(YOUR OBJECTIVE)
Show every line from the data below that includes "Some".

(SUPPLIED DATA)
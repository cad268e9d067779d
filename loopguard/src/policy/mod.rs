//! Throttling policies for axum/tower services
//!
//! A [`Policy`] is built once per route registration from a [`Quota`] and
//! [`Options`]. It owns one [`Controller`] for the lifetime of the process and
//! is applied as a tower layer:
//!
//! ```
//! use axum::{Router, routing::get};
//! use loopguard::{Options, Policy, Quota};
//!
//! let policy = Policy::new(Quota::per_minute(5).unwrap(), Options::new());
//!
//! let app: Router = Router::new()
//!     .route("/v2/login/email", get(|| async { "ok" }))
//!     .layer(policy);
//! ```
//!
//! For every request the policy resolves the caller identity, makes one
//! atomic admission decision and reports it in the `rate-limit-limit`,
//! `rate-limit-remaining` and `rate-limit-reset` response headers. Denied
//! requests get the configured status and message and never reach the inner
//! service. If the identity cannot be resolved or the store fails, the request
//! is answered with 500 rather than admitted unchecked.

mod identity;
mod layer;
mod options;

pub use identity::{FORWARDED_FOR, IdentifyFn, identify_by_header, identify_by_ip};
pub use layer::{PolicyService, RATE_LIMIT_LIMIT, RATE_LIMIT_REMAINING, RATE_LIMIT_RESET};
pub use options::{DEFAULT_KEY_PREFIX, DEFAULT_MESSAGE, DEFAULT_STATUS_CODE, Options};

use crate::core::{Clock, Controller, Decision, Quota, ThrottleError};
use axum::extract::Request;
use axum::http::StatusCode;
use std::sync::Arc;

/// Build the store key for one caller under one quota
///
/// ```
/// use loopguard::{Quota, store_key};
///
/// let quota = Quota::per_second(2).unwrap();
/// assert_eq!(store_key("throttle", &quota, "1.2.3.4"), "throttle_2r1000000000ns_1.2.3.4");
/// ```
pub fn store_key(prefix: &str, quota: &Quota, identity: &str) -> String {
    format!("{prefix}_{}_{identity}", quota.discriminator())
}

/// A registered throttling policy
///
/// Cloning is cheap; clones share the same controller and counters.
#[derive(Clone)]
pub struct Policy {
    quota: Quota,
    // None when the policy was built disabled
    enforcer: Option<Arc<Enforcer>>,
}

pub(crate) struct Enforcer {
    pub controller: Controller,
    pub status_code: StatusCode,
    pub message: String,
    pub identify: IdentifyFn,
    pub key_prefix: String,
    pub clock: Arc<dyn Clock>,
}

impl Policy {
    /// Build a policy for `quota`, resolving `options` against the defaults
    ///
    /// A disabled policy is decided here, once: its layer forwards every
    /// request untouched and never creates a controller.
    pub fn new(quota: Quota, options: Options) -> Self {
        let settings = options.resolve();

        if settings.disabled {
            tracing::info!(quota = %quota, "Throttle policy disabled");
            return Policy {
                quota,
                enforcer: None,
            };
        }

        tracing::debug!(
            quota = %quota,
            prefix = %settings.key_prefix,
            status = %settings.status_code,
            "Throttle policy registered"
        );

        Policy {
            quota,
            enforcer: Some(Arc::new(Enforcer {
                controller: Controller::new(quota, settings.store),
                status_code: settings.status_code,
                message: settings.message,
                identify: settings.identify,
                key_prefix: settings.key_prefix,
                clock: settings.clock,
            })),
        }
    }

    pub fn quota(&self) -> Quota {
        self.quota
    }

    pub fn is_disabled(&self) -> bool {
        self.enforcer.is_none()
    }

    /// Admission decision for an already resolved identity
    ///
    /// Records the access when admitted. Returns `Ok(None)` for a disabled
    /// policy.
    pub fn check(&self, identity: &str) -> Result<Option<Decision>, ThrottleError> {
        match &self.enforcer {
            Some(enforcer) => enforcer.decide(identity).map(Some),
            None => Ok(None),
        }
    }
}

impl Enforcer {
    fn decide(&self, identity: &str) -> Result<Decision, ThrottleError> {
        if identity.is_empty() {
            return Err(ThrottleError::Identity("empty identity".to_string()));
        }
        let key = store_key(&self.key_prefix, &self.controller.quota(), identity);
        self.controller.try_consume(&key, self.clock.now())
    }

    pub(crate) fn admit(&self, request: &Request) -> Result<Decision, ThrottleError> {
        let identity = (self.identify)(request)?;
        self.decide(&identity)
    }
}

impl std::fmt::Debug for Policy {
    fn fmt(&self, f: &mut std::fmt::Formatter<'_>) -> std::fmt::Result {
        f.debug_struct("Policy")
            .field("quota", &self.quota)
            .field("disabled", &self.is_disabled())
            .finish()
    }
}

(OUTPUT FOR THIS EXERCISE)
            enforcer: Some(Arc::new(Enforcer {
            Some(enforcer) => enforcer.decide(identity).map(Some),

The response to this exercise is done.